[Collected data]
* * * * * * * * *

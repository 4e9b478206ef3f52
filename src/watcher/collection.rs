//! Per-kind watcher collection with identity-keyed callback sets.
//!
//! A collection maps each canonical path to one watch id, and each id to the
//! callbacks subscribed to it. The two maps are always updated together: an
//! id has callbacks if and only if some path maps to it.

use std::collections::HashMap;
use std::collections::hash_map::Entry;
use std::rc::Rc;

use indexmap::IndexMap;

use crate::types::{CanonicalPath, IdAllocator, WatchId};

/// Insertion-ordered set of callbacks compared by `Rc` pointer identity.
pub struct CallbackSet<F: ?Sized> {
    entries: IndexMap<usize, Rc<F>>,
}

impl<F: ?Sized> CallbackSet<F> {
    pub fn new() -> Self {
        Self {
            entries: IndexMap::new(),
        }
    }

    fn identity(callback: &Rc<F>) -> usize {
        Rc::as_ptr(callback) as *const () as usize
    }

    /// Add a callback. Returns false if this exact callback was already present.
    pub fn insert(&mut self, callback: Rc<F>) -> bool {
        let key = Self::identity(&callback);
        if self.entries.contains_key(&key) {
            return false;
        }
        self.entries.insert(key, callback);
        true
    }

    /// Remove a callback. Returns false if it was not present.
    pub fn remove(&mut self, callback: &Rc<F>) -> bool {
        self.entries
            .shift_remove(&Self::identity(callback))
            .is_some()
    }

    pub fn contains(&self, callback: &Rc<F>) -> bool {
        self.entries.contains_key(&Self::identity(callback))
    }

    pub fn len(&self) -> usize {
        self.entries.len()
    }

    pub fn is_empty(&self) -> bool {
        self.entries.is_empty()
    }

    /// Clone the current members so they can be invoked without holding a borrow.
    pub fn snapshot(&self) -> Vec<Rc<F>> {
        self.entries.values().cloned().collect()
    }
}

impl<F: ?Sized> Default for CallbackSet<F> {
    fn default() -> Self {
        Self::new()
    }
}

/// Result of adding a subscriber to a collection.
#[derive(Debug, Clone, Copy, PartialEq, Eq)]
pub struct Subscribed {
    pub id: WatchId,
    /// True when this subscription activated the watch.
    pub created: bool,
}

/// Result of removing a subscriber from a collection.
#[derive(Debug, Clone, Copy, PartialEq, Eq)]
pub enum Unsubscribed {
    /// The id or callback was already gone.
    Missing,
    /// Other subscribers still hold the watch.
    Remaining(usize),
    /// The last subscriber left and the watch was torn down.
    Released,
}

/// Watches of one kind (files, directories, or recursive directories).
pub struct WatcherCollection<F: ?Sized> {
    path_to_id: HashMap<CanonicalPath, WatchId>,
    id_to_callbacks: HashMap<WatchId, CallbackSet<F>>,
}

impl<F: ?Sized> WatcherCollection<F> {
    pub fn new() -> Self {
        Self {
            path_to_id: HashMap::new(),
            id_to_callbacks: HashMap::new(),
        }
    }

    pub fn subscribe(
        &mut self,
        key: CanonicalPath,
        callback: Rc<F>,
        ids: &mut IdAllocator,
    ) -> Option<Subscribed> {
        let id = match self.path_to_id.entry(key) {
            Entry::Occupied(entry) => *entry.get(),
            Entry::Vacant(entry) => *entry.insert(ids.allocate()?),
        };

        let (callbacks, created) = match self.id_to_callbacks.entry(id) {
            Entry::Occupied(entry) => (entry.into_mut(), false),
            Entry::Vacant(entry) => (entry.insert(CallbackSet::new()), true),
        };
        callbacks.insert(callback);

        Some(Subscribed { id, created })
    }

    pub fn unsubscribe(&mut self, key: &CanonicalPath, id: WatchId, callback: &Rc<F>) -> Unsubscribed {
        let Some(callbacks) = self.id_to_callbacks.get_mut(&id) else {
            return Unsubscribed::Missing;
        };
        if !callbacks.remove(callback) {
            return Unsubscribed::Missing;
        }
        if !callbacks.is_empty() {
            return Unsubscribed::Remaining(callbacks.len());
        }

        self.id_to_callbacks.remove(&id);
        self.path_to_id.remove(key);
        Unsubscribed::Released
    }

    /// Callbacks currently subscribed to `id`; empty for unknown ids.
    pub fn callbacks(&self, id: WatchId) -> Vec<Rc<F>> {
        self.id_to_callbacks
            .get(&id)
            .map(CallbackSet::snapshot)
            .unwrap_or_default()
    }

    /// Whether `callback` is still subscribed to `id`.
    pub fn is_subscribed(&self, id: WatchId, callback: &Rc<F>) -> bool {
        self.id_to_callbacks
            .get(&id)
            .is_some_and(|callbacks| callbacks.contains(callback))
    }

    pub fn id_for(&self, key: &CanonicalPath) -> Option<WatchId> {
        self.path_to_id.get(key).copied()
    }

    pub fn subscriber_count(&self, id: WatchId) -> usize {
        self.id_to_callbacks.get(&id).map_or(0, CallbackSet::len)
    }

    /// Number of active watches.
    pub fn len(&self) -> usize {
        self.path_to_id.len()
    }

    pub fn is_empty(&self) -> bool {
        self.path_to_id.is_empty()
    }
}

impl<F: ?Sized> Default for WatcherCollection<F> {
    fn default() -> Self {
        Self::new()
    }
}
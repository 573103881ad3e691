//! # trigrid
//!
//! Grids and segments from triangulated point clouds.
//!
//! Given scattered 2-D points (optionally with elevations, optionally with
//! per-point uncertainty proxies) this crate
//!
//! - triangulates them (Delaunay, via a pluggable [`TriangulationEngine`](core::engine::TriangulationEngine)),
//! - fits a plane to every triangle and scan-converts it into a regular grid,
//!   writing the interpolated value, a partial derivative, or a propagated
//!   uncertainty into every node the triangle covers,
//! - extracts the unique undirected edges of the mesh, and
//! - derives the clipped Voronoi diagram of the points.
//!
//! # Basic Usage
//!
//! ```rust
//! use trigrid::prelude::*;
//!
//! let mut points = PointStore::new(PointLayout::XYZ);
//! for p in [[0.0, 0.0, 0.0], [1.0, 0.0, 1.0], [0.0, 1.0, 2.0]] {
//!     points.push(&p).unwrap();
//! }
//! let triangles = vec![Triangle::new(0, 1, 2).unwrap()];
//!
//! // Grid the triangle's plane over the unit square at 0.5 spacing
//! let region = Region::new(0.0, 1.0, 0.0, 1.0).unwrap();
//! let header = GridHeader::new(region, 0.5, 0.5, Registration::Pixel).unwrap();
//! let mut grid = Grid::filled(header, f32::NAN);
//!
//! TriangleRasterizer::new(&points, RasterQuantity::Value, None)
//!     .unwrap()
//!     .rasterize(&triangles, &mut grid)
//!     .unwrap();
//! assert_eq!(grid.value_at(0.25, 0.25), Some(0.75));
//!
//! // Edges shared by triangles are reported once
//! assert_eq!(extract_unique_edges(&triangles).len(), 3);
//! ```
//!
//! # Runs
//!
//! A complete run is driven by [`TriangulateOptions`](core::config::TriangulateOptions):
//! options are validated into a [`RunPlan`](core::config::RunPlan) before any
//! input is read, the [`Pipeline`](core::pipeline::Pipeline) computes every
//! product, and only then are the grid file and the record stream written.
//! The `triangulate` binary wraps this behind a command-line interface.
//!
//! # Features
//!
//! - `parallel`: rasterize bands of grid rows concurrently with `rayon`. The
//!   output is identical to the sequential pass.

// Forbid unsafe code throughout the entire crate
#![forbid(unsafe_code)]

#[macro_use]
extern crate derive_builder;

/// Point, triangle, edge and grid containers, the run configuration, and the
/// algorithms that turn triangles into grids and edge sets.
pub mod core {
    /// Rasterization, uncertainty propagation and edge extraction
    pub mod algorithms {
        /// Unique undirected edges of a triangle mesh
        pub mod edge_extraction;
        /// Triangle scan conversion into grids
        pub mod rasterize;
        /// Inverse-distance-weighted uncertainty propagation
        pub mod uncertainty;
        pub use edge_extraction::*;
        pub use rasterize::*;
        pub use uncertainty::*;
    }
    pub mod config;
    pub mod edge;
    pub mod engine;
    pub mod grid;
    pub mod pipeline;
    pub mod point_store;
    pub mod triangle;
    // Re-export the `core` modules.
    pub use edge::*;
    pub use grid::*;
    pub use point_store::*;
    pub use triangle::*;
}

/// Pure geometric functions: plane fitting, point-in-polygon tests, distances
/// and clipping.
pub mod geometry {
    pub mod plane;
    pub mod predicates;
    pub mod util;
    pub use plane::*;
    pub use predicates::*;
    pub use util::*;
}

/// Text records in, text records and grid files out.
pub mod io {
    /// ESRI ASCII grid reader and writer
    pub mod grid_file;
    pub mod output;
    pub mod records;
}

/// A prelude module that re-exports commonly used types.
/// This makes it easier to import the most commonly used items from the crate.
pub mod prelude {
    // Re-export from core
    pub use crate::core::{
        algorithms::{edge_extraction::*, rasterize::*, uncertainty::*},
        config::*,
        edge::*,
        engine::*,
        grid::*,
        pipeline::*,
        point_store::*,
        triangle::*,
    };

    // Re-export from geometry
    pub use crate::geometry::{plane::*, predicates::*, util::*};

    // Re-export from io
    pub use crate::io::{grid_file::*, output::*, records::*};
}

/// The function `is_normal` checks that structs implement `auto` traits.
/// Traits are checked at compile time, so this function is only used for
/// testing.
#[must_use]
pub const fn is_normal<T: Sized + Send + Sync + Unpin>() -> bool {
    true
}

// =============================================================================
// TESTS
// =============================================================================
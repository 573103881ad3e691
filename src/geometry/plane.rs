//! Plane fitting through the three corners of a triangle.
//!
//! For corners `j, k, l` with elevations the plane `z = a·x + b·y + c` is
//! recovered from the cross product of the edge vectors `k - j` and `l - j`:
//!
//! ```text
//! f = 1 / ((x_k - x_j)(y_l - y_j) - (y_k - y_j)(x_l - x_j))
//! a = -f · ((y_k - y_j)(z_l - z_j) - (z_k - z_j)(y_l - y_j))
//! b = -f · ((z_k - z_j)(x_l - x_j) - (x_k - x_j)(z_l - z_j))
//! c = z_k - a·x_k - b·y_k
//! ```
//!
//! The denominator is twice the signed area of the triangle's footprint, so it
//! vanishes exactly when the corners are collinear.

use num_traits::Float;
use thiserror::Error;

/// Errors that can occur while fitting a plane.
#[derive(Clone, Debug, Error, PartialEq)]
pub enum PlaneFitError {
    /// The triangle footprint has zero area, so `a` and `b` are undetermined.
    #[error("degenerate triangle footprint (denominator {denominator})")]
    Degenerate {
        /// The vanishing cross-product term, as `f64`.
        denominator: f64,
    },
}

/// Plane `z = a·x + b·y + c`.
#[derive(Clone, Copy, Debug, PartialEq)]
pub struct Plane<T> {
    /// ∂z/∂x.
    pub a: T,
    /// ∂z/∂y.
    pub b: T,
    /// Intercept.
    pub c: T,
}

impl<T: Float> Plane<T> {
    /// Fits the plane through three `[x, y, z]` corners given in `j, k, l` order.
    ///
    /// # Errors
    ///
    /// Returns [`PlaneFitError::Degenerate`] if the footprint has zero area or the
    /// coefficients are not finite.
    ///
    /// # Examples
    ///
    /// ```rust
    /// use trigrid::geometry::plane::Plane;
    ///
    /// let plane = Plane::fit([[0.0, 0.0, 0.0], [1.0, 0.0, 1.0], [0.0, 1.0, 2.0]]).unwrap();
    /// assert_eq!((plane.a, plane.b, plane.c), (1.0, 2.0, 0.0));
    /// assert_eq!(plane.evaluate(0.25, 0.25), 0.75);
    /// ```
    pub fn fit(corners: [[T; 3]; 3]) -> Result<Self, PlaneFitError> {
        let [[xj, yj, zj], [xk, yk, zk], [xl, yl, zl]] = corners;
        let (xkj, ykj, zkj) = (xk - xj, yk - yj, zk - zj);
        let (xlj, ylj, zlj) = (xl - xj, yl - yj, zl - zj);

        let denominator = xkj * ylj - ykj * xlj;
        let degenerate = || PlaneFitError::Degenerate {
            denominator: denominator.to_f64().unwrap_or(f64::NAN),
        };
        if denominator == T::zero() || !denominator.is_finite() {
            return Err(degenerate());
        }

        let f = denominator.recip();
        let a = -f * (ykj * zlj - zkj * ylj);
        let b = -f * (zkj * xlj - xkj * zlj);
        let c = -a * xk - b * yk + zk;
        if !(a.is_finite() && b.is_finite() && c.is_finite()) {
            return Err(degenerate());
        }
        Ok(Self { a, b, c })
    }

    /// Evaluates the plane at `(x, y)`.
    #[inline]
    #[must_use]
    pub fn evaluate(&self, x: T, y: T) -> T {
        self.a * x + self.b * y + self.c
    }
}
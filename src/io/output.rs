//! Text record output.
//!
//! Segment-based outputs (edges, polygons, Voronoi edges) are written as a
//! header line starting with `>` followed by one record per vertex. Fields are
//! tab separated.

use std::io::{self, Write};

use crate::core::edge::EdgeKey;
use crate::core::engine::VoronoiEdge;
use crate::core::point_store::{PointIndex, PointStore};
use crate::core::triangle::Triangle;

/// Marker that opens a segment header line.
pub const SEGMENT_MARKER: char = '>';

/// Writes edges, polygons, index tables and Voronoi edges as text records.
///
/// # Examples
///
/// ```rust
/// use trigrid::core::edge::EdgeKey;
/// use trigrid::core::point_store::{PointLayout, PointStore};
/// use trigrid::io::output::RecordWriter;
///
/// let mut points = PointStore::new(PointLayout::XY);
/// points.push(&[0.0, 0.0]).unwrap();
/// points.push(&[1.5, 2.0]).unwrap();
///
/// let mut writer = RecordWriter::new(Vec::new(), false);
/// writer.write_edges(&points, &[EdgeKey::new(1, 0)]).unwrap();
/// let text = String::from_utf8(writer.into_inner()).unwrap();
/// assert_eq!(text, "> Edge 0-1\n0\t0\n1.5\t2\n");
/// ```
#[derive(Debug)]
pub struct RecordWriter<W: Write> {
    out: W,
    elevation: bool,
}

impl<W: Write> RecordWriter<W> {
    /// Wraps `out`. With `elevation` set, vertex records carry `z` after `x, y`.
    pub const fn new(out: W, elevation: bool) -> Self {
        Self { out, elevation }
    }

    /// Returns the underlying writer.
    pub fn into_inner(self) -> W {
        self.out
    }

    /// Writes each edge as a two-vertex segment headed `Edge begin-end`.
    ///
    /// # Errors
    ///
    /// Propagates I/O errors from the underlying writer.
    pub fn write_edges(&mut self, points: &PointStore, edges: &[EdgeKey]) -> io::Result<()> {
        for edge in edges {
            self.header(format_args!("Edge {edge}"))?;
            self.vertex(points, edge.begin())?;
            self.vertex(points, edge.end())?;
        }
        tracing::info!(count = edges.len(), "wrote triangle edges");
        Ok(())
    }

    /// Writes each triangle as a three-vertex segment headed `Polygon j-k-l -Z<i>`.
    ///
    /// # Errors
    ///
    /// Propagates I/O errors from the underlying writer.
    pub fn write_polygons(&mut self, points: &PointStore, triangles: &[Triangle]) -> io::Result<()> {
        for (i, triangle) in triangles.iter().enumerate() {
            let [j, k, l] = triangle.vertices();
            self.header(format_args!("Polygon {j}-{k}-{l} -Z{i}"))?;
            for vertex in [j, k, l] {
                self.vertex(points, vertex)?;
            }
        }
        tracing::info!(count = triangles.len(), "wrote triangle polygons");
        Ok(())
    }

    /// Writes one record of three vertex indices per triangle.
    ///
    /// # Errors
    ///
    /// Propagates I/O errors from the underlying writer.
    pub fn write_index_table(&mut self, triangles: &[Triangle]) -> io::Result<()> {
        for triangle in triangles {
            let [j, k, l] = triangle.vertices();
            writeln!(self.out, "{j}\t{k}\t{l}")?;
        }
        tracing::info!(count = triangles.len(), "wrote triangle index table");
        Ok(())
    }

    /// Writes each Voronoi edge as a two-vertex segment headed `Edge <i>`.
    ///
    /// # Errors
    ///
    /// Propagates I/O errors from the underlying writer.
    pub fn write_voronoi(&mut self, edges: &[VoronoiEdge]) -> io::Result<()> {
        for (i, edge) in edges.iter().enumerate() {
            self.header(format_args!("Edge {i}"))?;
            for [x, y] in [edge.start, edge.end] {
                writeln!(self.out, "{x}\t{y}")?;
            }
        }
        tracing::info!(count = edges.len(), "wrote Voronoi edges");
        Ok(())
    }

    /// Flushes the underlying writer.
    ///
    /// # Errors
    ///
    /// Propagates I/O errors from the underlying writer.
    pub fn flush(&mut self) -> io::Result<()> {
        self.out.flush()
    }

    fn header(&mut self, label: std::fmt::Arguments<'_>) -> io::Result<()> {
        writeln!(self.out, "{SEGMENT_MARKER} {label}")
    }

    fn vertex(&mut self, points: &PointStore, i: PointIndex) -> io::Result<()> {
        let [x, y] = points.xy(i);
        match points.z(i).filter(|_| self.elevation) {
            Some(z) => writeln!(self.out, "{x}\t{y}\t{z}"),
            None => writeln!(self.out, "{x}\t{y}"),
        }
    }
}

* * * * * * * * *

Action item: Only the lines from the first line of the records through the line containing "let key = Self::identity(&callback);" should be repeated, exactly as they appear.

Response area:
repository 4e9b478206ef3f52
filename src/watcher/collection.rs
//! Per-kind watcher collection with identity-keyed callback sets.
//!
//! A collection maps each canonical path to one watch id, and each id to the
//! callbacks subscribed to it. The two maps are always updated together: an
//! id has callbacks if and only if some path maps to it.

use std::collections::HashMap;
use std::collections::hash_map::Entry;
use std::rc::Rc;

use indexmap::IndexMap;

use crate::types::{CanonicalPath, IdAllocator, WatchId};

/// Insertion-ordered set of callbacks compared by `Rc` pointer identity.
pub struct CallbackSet<F: ?Sized> {
    entries: IndexMap<usize, Rc<F>>,
}

impl<F: ?Sized> CallbackSet<F> {
    pub fn new() -> Self {
        Self {
            entries: IndexMap::new(),
        }
    }

    fn identity(callback: &Rc<F>) -> usize {
        Rc::as_ptr(callback) as *const () as usize
    }

    /// Add a callback. Returns false if this exact callback was already present.
    pub fn insert(&mut self, callback: Rc<F>) -> bool {
        let key = Self::identity(&callback);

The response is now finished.